Until recently, base isolation applications have largely been limited to separating structures from the ground. All that changed four years ago when San Francisco-based real estate company McCarthy Cook commissioned a Building Team to design and construct a two-story addition atop its three-story office building at 185 Berry Street in the city's China Basin district.

Construction could not disrupt the activities in the nearly fully leased building below, where tenants included several University of California, San Francisco, bioscience laboratories. That caveat all but eliminated the possibility of applying conventional seismic construction methods, says John Sumnicht, SE, principal with engineer Simpson Gumpertz & Heger, which teamed with the local offices of architect HOK and contractor Hathaway Dinwiddie Construction on the 150,000-sf addition.

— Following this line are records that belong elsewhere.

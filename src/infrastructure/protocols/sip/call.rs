//! SIP call
//!
//! One dialog and its media session. The call never touches a socket:
//! SIP messages it wants sent are queued for its client, media datagrams
//! are queued on its ICE connection, and every method is handed the
//! current time.
//!
//! ```text
//! outgoing:  Offer --INVITE--> Connecting --200+SDP--> Active --hangup--> Disconnecting
//! incoming:  Offer --accept--> Connecting --ACK-->     Active --BYE-->    Finished
//! ```

use super::builder::UserAgent;
use super::context::SipCallContext;
use super::message::{sip_address_to_uri, SipError, SipMessage, SipMethod};
use super::sdp::SdpMessage;
use super::transaction::{ActiveTimer, SipTimers, SipTransaction, TimerType, TransactionTimerAction};
use crate::domain::call::{CallDirection, CallEvent, CallState};
use crate::infrastructure::media::{
    AudioDevices, AudioPipeline, ChannelConfig, PayloadType, RtpAudioChannel,
};
use crate::infrastructure::protocols::ice::{
    CandidateType, IceCandidate, IceConnection, RTCP_COMPONENT, RTP_COMPONENT,
};
use std::collections::VecDeque;
use std::net::{IpAddr, SocketAddr};
use std::sync::Arc;
use std::time::Duration;
use tokio::time::Instant;
use tracing::{debug, info, warn};

/// Seconds between the NTP epoch (1900) and the Unix epoch
const NTP_UNIX_OFFSET: i64 = 2_208_988_800;
const SDP_CONTENT_TYPE: &str = "application/sdp";
const ALLOW: &str = "INVITE, ACK, CANCEL, OPTIONS, BYE";

/// Settings a call inherits from its client
#[derive(Debug, Clone)]
pub struct CallSettings {
    pub timers: SipTimers,
    pub stun_server: Option<SocketAddr>,
    pub stun_retry: Duration,
    pub stun_refresh: Duration,
    pub channel: ChannelConfig,
}

impl Default for CallSettings {
    fn default() -> Self {
        Self {
            timers: SipTimers::default(),
            stun_server: None,
            stun_retry: Duration::from_millis(500),
            stun_refresh: Duration::from_secs(30),
            channel: ChannelConfig::default(),
        }
    }
}

fn address_to_sdp(ip: IpAddr) -> String {
    match ip {
        IpAddr::V4(_) => format!("IN IP4 {}", ip),
        IpAddr::V6(_) => format!("IN IP6 {}", ip),
    }
}

fn has_sdp(message: &SipMessage) -> bool {
    message.header_field("Content-Type") == SDP_CONTENT_TYPE
}

pub struct SipCall {
    ctx: SipCallContext,
    direction: CallDirection,
    state: CallState,
    timers: SipTimers,

    /// Name-addr used in the To header of our requests
    remote_recipient: String,
    /// Request-URI for in-dialog requests
    remote_uri: String,
    /// Route set, in the order Route headers are sent
    remote_route: Vec<String>,
    active_time: String,

    invite: Option<SipMessage>,
    last_response: Option<SipMessage>,
    invite_queued: bool,
    answer_queued: bool,
    invite_pending: bool,
    /// Timer A (INVITE) or Timer G (2xx)
    retransmit_timer: Option<ActiveTimer>,
    /// Timer B (INVITE) or Timer H (ACK wait)
    timeout_timer: Option<ActiveTimer>,
    transactions: Vec<SipTransaction>,

    ice: IceConnection,
    channel: RtpAudioChannel,
    devices: Arc<dyn AudioDevices>,
    audio: Option<AudioPipeline>,

    started_at: Option<Instant>,
    finished_at: Option<Instant>,
    error: Option<String>,
    released: bool,

    outbox: VecDeque<SipMessage>,
    events: VecDeque<CallEvent>,
}
//! RTP audio channel
//!
//! Packetizes captured PCM into RTP and turns received RTP back into a
//! PCM byte stream through a timestamp-addressed jitter buffer. DTMF
//! tones go out as RFC 4733 telephone events on the same stream.

use super::packet::{RtpError, RtpPacket};
use crate::infrastructure::media::audio::AudioFormat;
use crate::infrastructure::media::codec::{AudioCodec, PayloadType};
use bytes::{BufMut, Bytes, BytesMut};
use metrics::counter;
use std::collections::VecDeque;
use tracing::{debug, info, warn};

const SAMPLE_BYTES: usize = 2;

/// Highest event code: `0`-`9`, `*`, `#`, `A`-`D`
pub const MAX_TONE: u8 = 15;
/// Event code for a keypad key
pub fn key_tone(key: char) -> Option<u8> {
    match key.to_ascii_uppercase() {
        '0'..='9' => key.to_digit(10).map(|digit| digit as u8),
        '*' => Some(10),
        '#' => Some(11),
        key @ 'A'..='D' => Some(12 + (key as u8 - b'A')),
        _ => None,
    }
}

/// Power level sent with events, in -dBm0
const TONE_VOLUME: u8 = 10;
/// End packets are sent this many times
const TONE_END_REPEATS: usize = 3;

/// Telephone event being sent
#[derive(Debug, Clone, Copy)]
struct ToneEvent {
    event: u8,
    /// Stamp of the event's first packet, kept by every update
    stamp: u32,
    duration: u32,
}

/// Packetization and jitter buffer settings
#[derive(Debug, Clone, Copy, PartialEq, Eq)]
pub struct ChannelConfig {
    pub ptime_ms: u32,
    /// Frames buffered before playback starts
    pub min_frames: usize,
    /// Frames after which the buffer is trimmed back to `min_frames`
    pub max_frames: usize,
}

impl Default for ChannelConfig {
    fn default() -> Self {
        Self {
            ptime_ms: 20,
            min_frames: 5,
            max_frames: 15,
        }
    }
}

pub struct RtpAudioChannel {
    config: ChannelConfig,
    local_payloads: Vec<PayloadType>,
    payload: Option<PayloadType>,
    codec: Option<Box<dyn AudioCodec>>,
    tone_payload: Option<PayloadType>,
    outgoing_tone: Option<ToneEvent>,

    incoming_buffer: Vec<u8>,
    incoming_buffering: bool,
    incoming_minimum: usize,
    incoming_maximum: usize,
    incoming_sequence: Option<u16>,
    incoming_stamp: u32,

    outgoing_buffer: Vec<u8>,
    outgoing_chunk: usize,
    outgoing_marker: bool,
    outgoing_sequence: u16,
    outgoing_stamp: u32,
    outbox: VecDeque<Bytes>,
}

impl RtpAudioChannel {
    pub fn new(config: ChannelConfig) -> Self {
        let local_payloads = [
            PayloadType::pcmu(),
            PayloadType::pcma(),
            PayloadType::telephone_event(),
        ]
            .into_iter()
            .map(|mut payload| {
                payload.ptime = config.ptime_ms;
                payload
            })
            .collect();

        Self {
            config,
            local_payloads,
            payload: None,
            codec: None,
            tone_payload: None,
            outgoing_tone: None,
            incoming_buffer: Vec::new(),
            incoming_buffering: true,
            incoming_minimum: 0,
            incoming_maximum: 0,
            incoming_sequence: None,
            incoming_stamp: 0,
            outgoing_buffer: Vec::new(),
            outgoing_chunk: 0,
            outgoing_marker: true,
            outgoing_sequence: 0,
            outgoing_stamp: 0,
            outbox: VecDeque::new(),
        }
    }

    /// Payload types we offer, in preference order
    pub fn local_payload_types(&self) -> &[PayloadType] {
        &self.local_payloads
    }

    /// Negotiated payload type
    pub fn payload_type(&self) -> Option<&PayloadType> {
        self.payload.as_ref()
    }

    /// Negotiated telephone-event payload type, if the remote party takes them
    pub fn tone_payload_type(&self) -> Option<&PayloadType> {
        self.tone_payload.as_ref()
    }

    /// A codec has been negotiated
    pub fn is_open(&self) -> bool {
        self.codec.is_some()
    }

    /// PCM format of the negotiated payload
    pub fn audio_format(&self) -> Option<AudioFormat> {
        self.payload.as_ref().map(|p| AudioFormat {
            sample_rate: p.clockrate,
            channels: p.channels as u16,
        })
    }

    fn offers(&self, candidate: &PayloadType) -> bool {
        self.local_payloads.iter().any(|local| local.matches(candidate))
    }

    /// Select the first remote payload type we support.
    ///
    /// Returns `false` if none matches, leaving the channel closed. A
    /// telephone-event type at the codec's clock rate is picked up as well.
    pub fn set_remote_payload_types(&mut self, remote: &[PayloadType]) -> bool {
        let Some((candidate, codec)) = remote
            .iter()
            .filter(|candidate| self.offers(candidate))
            .find_map(|candidate| candidate.codec().map(|codec| (candidate, codec)))
        else {
            warn!("Could not find a common payload type");
            return false;
        };

        let chunk = candidate.frame_bytes();
        info!("RTP channel using {}", candidate.rtpmap());
        self.incoming_minimum = chunk * self.config.min_frames;
        self.incoming_maximum = chunk * self.config.max_frames;
        self.outgoing_chunk = chunk;
        self.tone_payload = remote
            .iter()
            .find(|t| t.is_telephone_event() && t.clockrate == candidate.clockrate && self.offers(t))
            .cloned();
        if let Some(tone) = &self.tone_payload {
            debug!("RTP channel sending tones as {}", tone.rtpmap());
        }
        self.payload = Some(candidate.clone());
        self.codec = Some(codec);
        true
    }

    fn tick_bytes(&self) -> usize {
        SAMPLE_BYTES * self.payload.as_ref().map_or(1, |p| p.channels.max(1) as usize)
    }

    /// Feed a datagram received on the RTP component
    pub fn datagram_received(&mut self, data: &[u8]) -> Result<(), RtpError> {
        let packet = RtpPacket::parse(data)?;
        let (Some(payload), Some(codec)) = (&self.payload, &self.codec) else {
            return Err(RtpError::NoCodec);
        };
        if self.tone_payload.as_ref().is_some_and(|t| t.id == packet.payload_type) {
            debug!("Ignoring received telephone event");
            return Ok(());
        }
        if packet.payload_type != payload.id {
            counter!("rtp_packets_dropped_total").increment(1);
            return Err(RtpError::UnexpectedPayloadType(packet.payload_type));
        }
        counter!("rtp_packets_received_total").increment(1);

        if let Some(last) = self.incoming_sequence {
            if packet.sequence != last.wrapping_add(1) {
                warn!("RTP packet seq {} is out of order", packet.sequence);
            }
        }
        self.incoming_sequence = Some(packet.sequence);

        let decoded = codec.decode(&packet.payload);
        let tick_bytes = self.tick_bytes();

        // position of the packet in the buffer
        let mut offset = 0usize;
        if self.incoming_buffer.is_empty() {
            self.incoming_stamp = packet.timestamp;
        } else {
            let delta = packet.timestamp.wrapping_sub(self.incoming_stamp) as i32;
            if delta < 0 {
                warn!("RTP packet stamp is too old");
                counter!("rtp_packets_dropped_total").increment(1);
                return Ok(());
            }
            offset = delta as usize * tick_bytes;
            if offset > self.incoming_maximum {
                debug!("RTP packet stamp jumped ahead, resynchronising");
                self.incoming_buffer.clear();
                self.incoming_stamp = packet.timestamp;
                offset = 0;
            }
        }

        let end = offset + decoded.len();
        if self.incoming_buffer.len() < end {
            self.incoming_buffer.resize(end, 0);
        }
        self.incoming_buffer[offset..end].copy_from_slice(&decoded);

        // bound the latency
        if self.incoming_buffer.len() > self.incoming_maximum {
            let excess = self.incoming_buffer.len() - self.incoming_minimum;
            let dropped = excess - excess % tick_bytes;
            warn!("Incoming RTP buffer is too full, dropping {} bytes", dropped);
            self.incoming_buffer.drain(..dropped);
            self.incoming_stamp = self
                .incoming_stamp
                .wrapping_add((dropped / tick_bytes) as u32);
        }

        if self.incoming_buffering && self.incoming_buffer.len() >= self.incoming_minimum {
            debug!("RTP channel finished buffering");
            self.incoming_buffering = false;
        }
        Ok(())
    }

    /// Bytes waiting in the jitter buffer
    pub fn buffered_bytes(&self) -> usize {
        self.incoming_buffer.len()
    }

    /// Jitter buffer contents
    pub fn incoming_buffer(&self) -> &[u8] {
        &self.incoming_buffer
    }

    /// RTP timestamp of the first buffered byte
    pub fn incoming_stamp(&self) -> u32 {
        self.incoming_stamp
    }

    pub fn is_buffering(&self) -> bool {
        self.incoming_buffering
    }

    /// Read up to `max` bytes of PCM for playback.
    ///
    /// Returns silence while the initial buffer fills; short reads are
    /// padded with silence.
    pub fn read(&mut self, max: usize) -> Vec<u8> {
        let tick_bytes = self.tick_bytes();
        let size = max - max % tick_bytes;
        if self.incoming_buffering {
            return vec![0; size];
        }

        let available = size.min(self.incoming_buffer.len());
        let mut data: Vec<u8> = self.incoming_buffer.drain(..available).collect();
        if available < size {
            debug!("RTP channel missing {} bytes", size - available);
            data.resize(size, 0);
        }
        self.incoming_stamp = self.incoming_stamp.wrapping_add((size / tick_bytes) as u32);
        data
    }

    /// Queue captured PCM; every complete frame becomes an RTP packet
    pub fn write(&mut self, pcm: &[u8]) -> Result<(), RtpError> {
        let (Some(payload), Some(codec)) = (&self.payload, &self.codec) else {
            return Err(RtpError::NoCodec);
        };

        self.outgoing_buffer.extend_from_slice(pcm);
        let mut frames = 0u32;
        while self.outgoing_buffer.len() >= self.outgoing_chunk {
            let chunk: Vec<u8> = self.outgoing_buffer.drain(..self.outgoing_chunk).collect();

            self.outgoing_sequence = self.outgoing_sequence.wrapping_add(1);
            let mut packet = RtpPacket::new(
                payload.id,
                self.outgoing_sequence,
                self.outgoing_stamp,
                0,
                codec.encode(&chunk),
            );
            packet.marker = std::mem::take(&mut self.outgoing_marker);

            let ticks = chunk.len() / (SAMPLE_BYTES * payload.channels.max(1) as usize);
            self.outgoing_stamp = self.outgoing_stamp.wrapping_add(ticks as u32);
            self.outbox.push_back(packet.serialize());
            counter!("rtp_packets_sent_total").increment(1);
            frames += 1;
        }

        // one event update per audio frame
        if let Some(mut tone) = self.outgoing_tone {
            let frame_ticks = (self.outgoing_chunk / self.tick_bytes()) as u32;
            for _ in 0..frames {
                tone.duration += frame_ticks;
                self.push_tone_packet(&tone, false, false);
            }
            self.outgoing_tone = Some(tone);
        }
        Ok(())
    }

    /// Start sending a DTMF tone as telephone events.
    ///
    /// Events are `0`-`9`, `*` (10), `#` (11) and `A`-`D` (12-15). A tone
    /// still playing is ended first.
    pub fn start_tone(&mut self, tone: u8) -> Result<(), RtpError> {
        if tone > MAX_TONE {
            return Err(RtpError::InvalidTone(tone));
        }
        if self.codec.is_none() {
            return Err(RtpError::NoCodec);
        }
        if self.tone_payload.is_none() {
            return Err(RtpError::NoTelephoneEvent);
        }

        if let Some(current) = self.outgoing_tone.take() {
            self.end_tone(&current);
        }
        debug!("RTP channel starting tone {}", tone);
        let event = ToneEvent {
            event: tone,
            stamp: self.outgoing_stamp,
            duration: 0,
        };
        self.push_tone_packet(&event, true, false);
        self.outgoing_tone = Some(event);
        Ok(())
    }

    /// Stop sending `tone`; other tones are left alone
    pub fn stop_tone(&mut self, tone: u8) {
        match self.outgoing_tone {
            Some(current) if current.event == tone => {
                debug!("RTP channel stopping tone {}", tone);
                self.outgoing_tone = None;
                self.end_tone(&current);
            }
            _ => {}
        }
    }

    fn end_tone(&mut self, tone: &ToneEvent) {
        for _ in 0..TONE_END_REPEATS {
            self.push_tone_packet(tone, false, true);
        }
    }

    fn push_tone_packet(&mut self, tone: &ToneEvent, marker: bool, end: bool) {
        let Some(payload) = &self.tone_payload else {
            return;
        };

        let mut body = BytesMut::with_capacity(4);
        body.put_u8(tone.event);
        body.put_u8((if end { 0x80 } else { 0 }) | TONE_VOLUME);
        body.put_u16(tone.duration.min(u32::from(u16::MAX)) as u16);

        self.outgoing_sequence = self.outgoing_sequence.wrapping_add(1);
        let mut packet = RtpPacket::new(payload.id, self.outgoing_sequence, tone.stamp, 0, body.freeze());
        packet.marker = marker;
        self.outbox.push_back(packet.serialize());
        counter!("rtp_packets_sent_total").increment(1);
    }

    /// Next RTP datagram to send
    pub fn poll_transmit(&mut self) -> Option<Bytes> {
        self.outbox.pop_front()
    }

    /// Drop buffered audio in both directions
    pub fn close(&mut self) {
        self.incoming_buffer.clear();
        self.outgoing_buffer.clear();
        self.outbox.clear();
        self.codec = None;
        self.tone_payload = None;
        self.outgoing_tone = None;
    }
}
//! Infrastructure layer - Technical implementations
//!
//! This layer contains:
//! - Protocol implementations (SIP, STUN, ICE)
//! - RTP media and audio device seams
//! - Server discovery over DNS

pub mod dns;
pub mod media;
pub mod protocols;
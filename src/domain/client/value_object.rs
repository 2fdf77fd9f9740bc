//! Client value objects

use serde::{Deserialize, Serialize};

/// Registration state of the user agent
#[derive(Debug, Clone, Copy, PartialEq, Eq, Serialize, Deserialize)]
pub enum ClientState {
    Disconnected,
    /// REGISTER sent, awaiting a final response
    Connecting,
    /// Registered with the server
    Connected,
    /// Un-REGISTER (expires=0) sent
    Disconnecting,
}

impl ClientState {
    pub fn name(&self) -> &'static str {
        match self {
            ClientState::Disconnected => "disconnected",
            ClientState::Connecting => "connecting",
            ClientState::Connected => "connected",
            ClientState::Disconnecting => "disconnecting",
        }
    }
}
//! yakphone - A SIP softphone engine built with Rust
//!
//! Registers with a SIP server over UDP, places and answers calls, and
//! carries their G.711 audio over RTP with STUN and ICE connectivity
//! checks.

pub mod application;
pub mod config;
pub mod domain;
pub mod infrastructure;

// Re-export commonly used types
pub use application::{Phone, PhoneError, PhoneHandle};
pub use config::PhoneConfig;
pub use domain::shared::error::DomainError;
pub use domain::shared::result::Result;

“Conventional upgrade approaches would have involved the addition of new reinforced concrete shear walls throughout the structure,” says Sumnicht. “That would have been highly disruptive to the bioscience laboratories operated by UCSF.”

To minimize disruption, the project team devised a solution that involved constructing the two-story, steel-frame addition on seismic isolation bearings over the roof of the existing concrete-frame structure. Instead of having the existing building and the addition work as a single monolithic reinforced structure, this approach separated the two, with the new structure acting as a giant mass damper.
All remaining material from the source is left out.